Any extension to 2027 therefore remains provisional and not yet legally binding.

Switzerland is taking a slightly different approach. Rather than introducing a Swiss equivalent of the EU AI Act, the Federal Council has chosen a principles-based framework built around existing laws and international standards. Nevertheless, the focus remains the same: protecting fundamental rights, building trust and ensuring responsible use of AI.

Non-compliance carries significant financial and reputational risk. Under the EU AI Act, violations of prohibited AI practices can result in fines of up to €35 million or 7% of global annual turnover (whichever is higher), while breaches of high-risk obligations may lead to fines of up to €15 million or 3% of global turnover. Beyond financial penalties, organisations also face increased regulatory scrutiny and potential restrictions on the use of non-compliant systems

Some AI Uses in HR Are Already Raising Regulatory Concerns

Perhaps the most surprising aspect of the EU AI Act is that some AI applications that have been actively promoted in recent years are now considered problematic or, in certain cases, prohibited. Examples include:

• AI systems that attempt to analyse a candidate’s emotions during a video interview.
• Tools that infer personality traits, emotional state or behavioural characteristics from facial expressions, voice patterns or biometric data.
• Automated recruitment systems that reject or rank candidates without meaningful human oversight.
• AI-driven employee monitoring tools that continuously assess productivity, behaviour or performance and directly influence employment decisions.

While not all of these applications are outright prohibited, many fall into the EU’s “high-risk” category and are subject to strict requirements around transparency, bias mitigation, documentation and human oversight.

The direction from regulators is becoming increasingly clear: AI may assist decision-making, but organisations remain responsible for ensuring decisions affecting employees and candidates are fair, explainable and ultimately made under human accountability.

What Organisations and Software Vendors Should Be Doing

Forward-thinking organisations are already taking practical steps:

• Understanding where AI influences decisions affecting employees or candidates.
• Ensuring humans remain accountable for employment decisions.
• Requesting transparency from software vendors regarding how AI models operate.
• Training HR teams on the appropriate use of AI.
• Reviewing AI governance alongside existing GDPR and data protection practices.

Similarly, software vendors should be implementing AI governance frameworks, documenting their AI use cases, monitoring potential bias, maintaining audit trails and ensuring that customers understand how AI-generated outputs are produced.

What Is Happening in Reality?

The reality is mixed.

Some vendors have invested heavily in responsible AI practices, governance frameworks and human oversight mechanisms.
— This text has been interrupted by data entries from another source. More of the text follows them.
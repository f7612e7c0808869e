//! Error taxonomy shared by every pipeline.
//!
//! Collaborators (embedding and generation providers, index stores,
//! text extractors) report failures as [`anyhow::Error`]. Pipelines catch
//! those at their boundary and re-signal them as one of the [`Error`]
//! kinds below, keeping the collaborator message for diagnostics.

use thiserror::Error;

/// A pipeline-level failure.
#[derive(Error, Debug, Clone, PartialEq)]
pub enum Error {
    /// Bad chunking or retrieval parameters.
    #[error("invalid configuration: {0}")]
    InvalidConfiguration(String),

    /// The embedding client failed or returned unusable vectors.
    #[error("embedding failed: {0}")]
    Embedding(String),

    /// Building or persisting an index failed.
    #[error("indexing failed: {0}")]
    Indexing(String),

    /// No index has been built under this name.
    #[error("index not found: {0}")]
    IndexNotFound(String),

    /// The query embedding does not match the index it is searched against.
    #[error("dimension mismatch: index expects {expected}, got {actual}")]
    DimensionMismatch { expected: String, actual: String },

    /// The generation client failed (timeout, quota, network, auth).
    #[error("generation failed: {0}")]
    Generation(String),

    /// NL-to-SQL translation failed.
    #[error("translation failed: {0}")]
    Translation(String),

    /// The SQL statement could not be executed.
    #[error("execution failed: {0}")]
    Execution(String),

    /// The index store could not be read while answering.
    #[error("storage error: {0}")]
    Storage(String),
}

impl Error {
    /// Short machine-readable code, used in HTTP error bodies.
    pub fn code(&self) -> &'static str {
        match self {
            Error::InvalidConfiguration(_) => "invalid_configuration",
            Error::Embedding(_) => "embedding_error",
            Error::Indexing(_) => "indexing_error",
            Error::IndexNotFound(_) => "index_not_found",
            Error::DimensionMismatch { .. } => "dimension_mismatch",
            Error::Generation(_) => "generation_error",
            Error::Translation(_) => "translation_error",
            Error::Execution(_) => "execution_error",
            Error::Storage(_) => "storage_error",
        }
    }
}

/// Render a collaborator error with its full context chain.
pub(crate) fn describe(err: &anyhow::Error) -> String {
    format!("{:#}", err)
}

pub type Result<T> = std::result::Result<T, Error>;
Others appear focused primarily on adding AI features as quickly as possible to keep pace with market expectations.

In some cases, AI capabilities are marketed as fully automated decision-making tools, despite growing regulatory expectations that human judgement should remain central. As with many technology trends, innovation is moving faster than governance.
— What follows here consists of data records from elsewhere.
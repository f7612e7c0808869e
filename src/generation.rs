//! Text generation provider implementations.
//!
//! - **[`DisabledGenerator`]**: returns errors; used when generation is not configured.
//! - **[`GeminiGenerator`]**: `models/{model}:generateContent`. Requires `GOOGLE_API_KEY`.
//! - **[`OpenAIGenerator`]**: chat completions. Requires `OPENAI_API_KEY`.
//! - **[`OllamaGenerator`]**: `/api/generate` with streaming off.
//!
//! One request per call. Timeouts come from `generation.timeout_secs`.
//! All three send images inline as base64 and send chat turns as the
//! provider's native message list.

use anyhow::{anyhow, bail, Result};
use async_trait::async_trait;
use base64::{engine::general_purpose::STANDARD, Engine as _};
use tracing::debug;

use query_harness_core::generation::{
    ChatRole, ChatTurn, GenerationOptions, GenerationProvider, ImagePart,
};

use crate::config::GenerationConfig;
use crate::embedding::{api_key, gemini_model_path, http_client, send_json};

const OPENAI_URL: &str = "https://api.openai.com/v1";
const OLLAMA_URL: &str = "http://localhost:11434";
const GEMINI_URL: &str = "https://generativelanguage.googleapis.com/v1beta";

fn required_model(config: &GenerationConfig, provider: &str) -> Result<String> {
    config
        .model
        .clone()
        .ok_or_else(|| anyhow!("generation.model required for {} provider", provider))
}

const DISABLED_MESSAGE: &str =
    "Generation provider is disabled; set [generation] provider in the config";

/// Generator that always fails.
pub struct DisabledGenerator;

#[async_trait]
impl GenerationProvider for DisabledGenerator {
    fn model_name(&self) -> &str {
        "disabled"
    }

    async fn generate(&self, _prompt: &str, _options: &GenerationOptions) -> Result<String> {
        bail!(DISABLED_MESSAGE)
    }

    async fn generate_with_images(
        &self,
        _prompt: &str,
        _images: &[ImagePart],
        _options: &GenerationOptions,
    ) -> Result<String> {
        bail!(DISABLED_MESSAGE)
    }
}

// ============ Gemini ============

pub struct GeminiGenerator {
    model: String,
    url: String,
    client: reqwest::Client,
}

impl GeminiGenerator {
    pub fn new(config: &GenerationConfig) -> Result<Self> {
        Ok(Self {
            model: required_model(config, "Gemini")?,
            url: config.url.clone().unwrap_or_else(|| GEMINI_URL.to_string()),
            client: http_client(config.timeout_secs)?,
        })
    }
}

fn gemini_image_part(image: &ImagePart) -> serde_json::Value {
    serde_json::json!({
        "inline_data": { "mime_type": image.media_type, "data": STANDARD.encode(&image.bytes) }
    })
}

fn gemini_body(contents: serde_json::Value, options: &GenerationOptions) -> serde_json::Value {
    let mut generation_config = serde_json::json!({ "temperature": options.temperature });
    if let Some(max) = options.max_tokens {
        generation_config["maxOutputTokens"] = serde_json::json!(max);
    }
    serde_json::json!({
        "contents": contents,
        "generationConfig": generation_config,
    })
}

/// Single user message: the prompt text followed by any images.
fn gemini_request(
    prompt: &str,
    images: &[ImagePart],
    options: &GenerationOptions,
) -> serde_json::Value {
    let mut parts = vec![serde_json::json!({ "text": prompt })];
    parts.extend(images.iter().map(gemini_image_part));
    gemini_body(
        serde_json::json!([{ "role": "user", "parts": parts }]),
        options,
    )
}

/// Gemini names the assistant role `model`.
fn gemini_chat_request(turns: &[ChatTurn], options: &GenerationOptions) -> serde_json::Value {
    let contents: Vec<serde_json::Value> = turns
        .iter()
        .map(|t| {
            let role = match t.role {
                ChatRole::User => "user",
                ChatRole::Assistant => "model",
            };
            serde_json::json!({ "role": role, "parts": [{ "text": t.content }] })
        })
        .collect();
    gemini_body(serde_json::Value::Array(contents), options)
}

/// Concatenate the text parts of the first candidate.
fn parse_gemini_response(json: &serde_json::Value) -> Result<String> {
    let candidate = json
        .get("candidates")
        .and_then(|c| c.as_array())
        .and_then(|c| c.first())
        .ok_or_else(|| {
            let reason = json
                .pointer("/promptFeedback/blockReason")
                .and_then(|r| r.as_str())
                .unwrap_or("no candidates");
            anyhow!("Gemini returned no answer: {}", reason)
        })?;

    let parts = candidate
        .pointer("/content/parts")
        .and_then(|p| p.as_array())
        .ok_or_else(|| anyhow!("Invalid Gemini response: missing content parts"))?;

    Ok(parts
        .iter()
        .filter_map(|p| p.get("text").and_then(|t| t.as_str()))
        .collect::<Vec<_>>()
        .concat())
}

impl GeminiGenerator {
    async fn send(&self, body: &serde_json::Value) -> Result<String> {
        let key = api_key("GOOGLE_API_KEY")?;
        let model_path = gemini_model_path(&self.model);
        let json = send_json(
            self.client
                .post(format!(
                    "{}/{}:generateContent",
                    self.url.trim_end_matches('/'),
                    model_path
                ))
                .header("x-goog-api-key", key)
                .json(body),
            "Gemini",
        )
        .await?;
        parse_gemini_response(&json)
    }
}

#[async_trait]
impl GenerationProvider for GeminiGenerator {
    fn model_name(&self) -> &str {
        &self.model
    }

    async fn generate(&self, prompt: &str, options: &GenerationOptions) -> Result<String> {
        debug!(model = %self.model, chars = prompt.len(), "gemini generateContent");
        self.send(&gemini_request(prompt, &[], options)).await
    }

    async fn generate_with_images(
        &self,
        prompt: &str,
        images: &[ImagePart],
        options: &GenerationOptions,
    ) -> Result<String> {
        debug!(model = %self.model, images = images.len(), "gemini generateContent");
        self.send(&gemini_request(prompt, images, options)).await
    }

    async fn chat(&self, turns: &[ChatTurn], options: &GenerationOptions) -> Result<String> {
        debug!(model = %self.model, turns = turns.len(), "gemini chat");
        self.send(&gemini_chat_request(turns, options)).await
    }
}

// ============ OpenAI ============

pub struct OpenAIGenerator {
    model: String,
    url: String,
    client: reqwest::Client,
}

impl OpenAIGenerator {
    pub fn new(config: &GenerationConfig) -> Result<Self> {
        Ok(Self {
            model: required_model(config, "OpenAI")?,
            url: config.url.clone().unwrap_or_else(|| OPENAI_URL.to_string()),
            client: http_client(config.timeout_secs)?,
        })
    }
}

fn parse_openai_response(json: &serde_json::Value) -> Result<String> {
    json.pointer("/choices/0/message/content")
        .and_then(|c| c.as_str())
        .map(str::to_string)
        .ok_or_else(|| anyhow!("Invalid OpenAI response: missing choices[0].message.content"))
}

/// Content array of one user message: text, then images as data URLs.
fn openai_user_content(prompt: &str, images: &[ImagePart]) -> serde_json::Value {
    if images.is_empty() {
        return serde_json::json!(prompt);
    }
    let mut content = vec![serde_json::json!({ "type": "text", "text": prompt })];
    content.extend(images.iter().map(|image| {
        serde_json::json!({
            "type": "image_url",
            "image_url": {
                "url": format!("data:{};base64,{}", image.media_type, STANDARD.encode(&image.bytes))
            }
        })
    }));
    serde_json::Value::Array(content)
}

fn openai_request(
    model: &str,
    messages: serde_json::Value,
    options: &GenerationOptions,
) -> serde_json::Value {
    let mut body = serde_json::json!({
        "model": model,
        "messages": messages,
        "temperature": options.temperature,
    });
    if let Some(max) = options.max_tokens {
        body["max_tokens"] = serde_json::json!(max);
    }
    body
}

fn openai_chat_messages(turns: &[ChatTurn]) -> serde_json::Value {
    serde_json::Value::Array(
        turns
            .iter()
            .map(|t| serde_json::json!({ "role": t.role.to_string(), "content": t.content }))
            .collect(),
    )
}

impl OpenAIGenerator {
    async fn send(&self, body: &serde_json::Value) -> Result<String> {
        let key = api_key("OPENAI_API_KEY")?;
        let json = send_json(
            self.client
                .post(format!("{}/chat/completions", self.url.trim_end_matches('/')))
                .bearer_auth(key)
                .json(body),
            "OpenAI",
        )
        .await?;
        parse_openai_response(&json)
    }
}

#[async_trait]
impl GenerationProvider for OpenAIGenerator {
    fn model_name(&self) -> &str {
        &self.model
    }

    async fn generate(&self, prompt: &str, options: &GenerationOptions) -> Result<String> {
        self.generate_with_images(prompt, &[], options).await
    }

    async fn generate_with_images(
        &self,
        prompt: &str,
        images: &[ImagePart],
        options: &GenerationOptions,
    ) -> Result<String> {
        let messages = serde_json::json!([
            { "role": "user", "content": openai_user_content(prompt, images) }
        ]);
        self.send(&openai_request(&self.model, messages, options)).await
    }

    async fn chat(&self, turns: &[ChatTurn], options: &GenerationOptions) -> Result<String> {
        self.send(&openai_request(&self.model, openai_chat_messages(turns), options))
            .await
    }
}

// ============ Ollama ============

pub struct OllamaGenerator {
    model: String,
    url: String,
    client: reqwest::Client,
}

impl OllamaGenerator {
    pub fn new(config: &GenerationConfig) -> Result<Self> {
        Ok(Self {
            model: required_model(config, "Ollama")?,
            url: config.url.clone().unwrap_or_else(|| OLLAMA_URL.to_string()),
            client: http_client(config.timeout_secs)?,
        })
    }
}

fn ollama_options(options: &GenerationOptions) -> serde_json::Value {
    let mut ollama_options = serde_json::json!({ "temperature": options.temperature });
    if let Some(max) = options.max_tokens {
        ollama_options["num_predict"] = serde_json::json!(max);
    }
    ollama_options
}

fn ollama_generate_request(
    model: &str,
    prompt: &str,
    images: &[ImagePart],
    options: &GenerationOptions,
) -> serde_json::Value {
    let mut body = serde_json::json!({
        "model": model,
        "prompt": prompt,
        "stream": false,
        "options": ollama_options(options),
    });
    if !images.is_empty() {
        let encoded: Vec<String> = images.iter().map(|i| STANDARD.encode(&i.bytes)).collect();
        body["images"] = serde_json::json!(encoded);
    }
    body
}

impl OllamaGenerator {
    fn endpoint(&self, path: &str) -> String {
        format!("{}/api/{}", self.url.trim_end_matches('/'), path)
    }
}

#[async_trait]
impl GenerationProvider for OllamaGenerator {
    fn model_name(&self) -> &str {
        &self.model
    }

    async fn generate(&self, prompt: &str, options: &GenerationOptions) -> Result<String> {
        self.generate_with_images(prompt, &[], options).await
    }

    async fn generate_with_images(
        &self,
        prompt: &str,
        images: &[ImagePart],
        options: &GenerationOptions,
    ) -> Result<String> {
        let body = ollama_generate_request(&self.model, prompt, images, options);
        let json = send_json(
            self.client.post(self.endpoint("generate")).json(&body),
            "Ollama",
        )
        .await?;
        json.get("response")
            .and_then(|r| r.as_str())
            .map(str::to_string)
            .ok_or_else(|| anyhow!("Invalid Ollama response: missing response"))
    }

    async fn chat(&self, turns: &[ChatTurn], options: &GenerationOptions) -> Result<String> {
        let body = serde_json::json!({
            "model": self.model,
            "messages": openai_chat_messages(turns),
            "stream": false,
            "options": ollama_options(options),
        });
        let json =
            send_json(self.client.post(self.endpoint("chat")).json(&body), "Ollama").await?;
        json.pointer("/message/content")
            .and_then(|c| c.as_str())
            .map(str::to_string)
            .ok_or_else(|| anyhow!("Invalid Ollama response: missing message.content"))
    }
}

/// Create the generator named by `config.provider`.
pub fn create_generator(config: &GenerationConfig) -> Result<Box<dyn GenerationProvider>> {
    match config.provider.as_str() {
        "disabled" => Ok(Box::new(DisabledGenerator)),
        "gemini" => Ok(Box::new(GeminiGenerator::new(config)?)),
        "openai" => Ok(Box::new(OpenAIGenerator::new(config)?)),
        "ollama" => Ok(Box::new(OllamaGenerator::new(config)?)),
        other => bail!("Unknown generation provider: {}", other),
    }
}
This creates a challenge for HR leaders. When evaluating HR technology, the most important question may no longer be “What can the AI do?” but rather “How is the AI governed, and is its use lawful?”

The Bottom Line

AI has enormous potential to improve HR processes and employee experiences. But HR is fundamentally about people, and decisions affecting people’s careers deserve transparency, fairness and accountability.

The organisations that will benefit most from AI are unlikely to be those that automate the fastest. They will be those that combine innovation with responsible governance, ensuring that AI remains a tool that supports human decision-making rather than replacing it. As regulations continue to evolve across Europe, responsible AI is quickly becoming not only an ethical consideration, but a business imperative.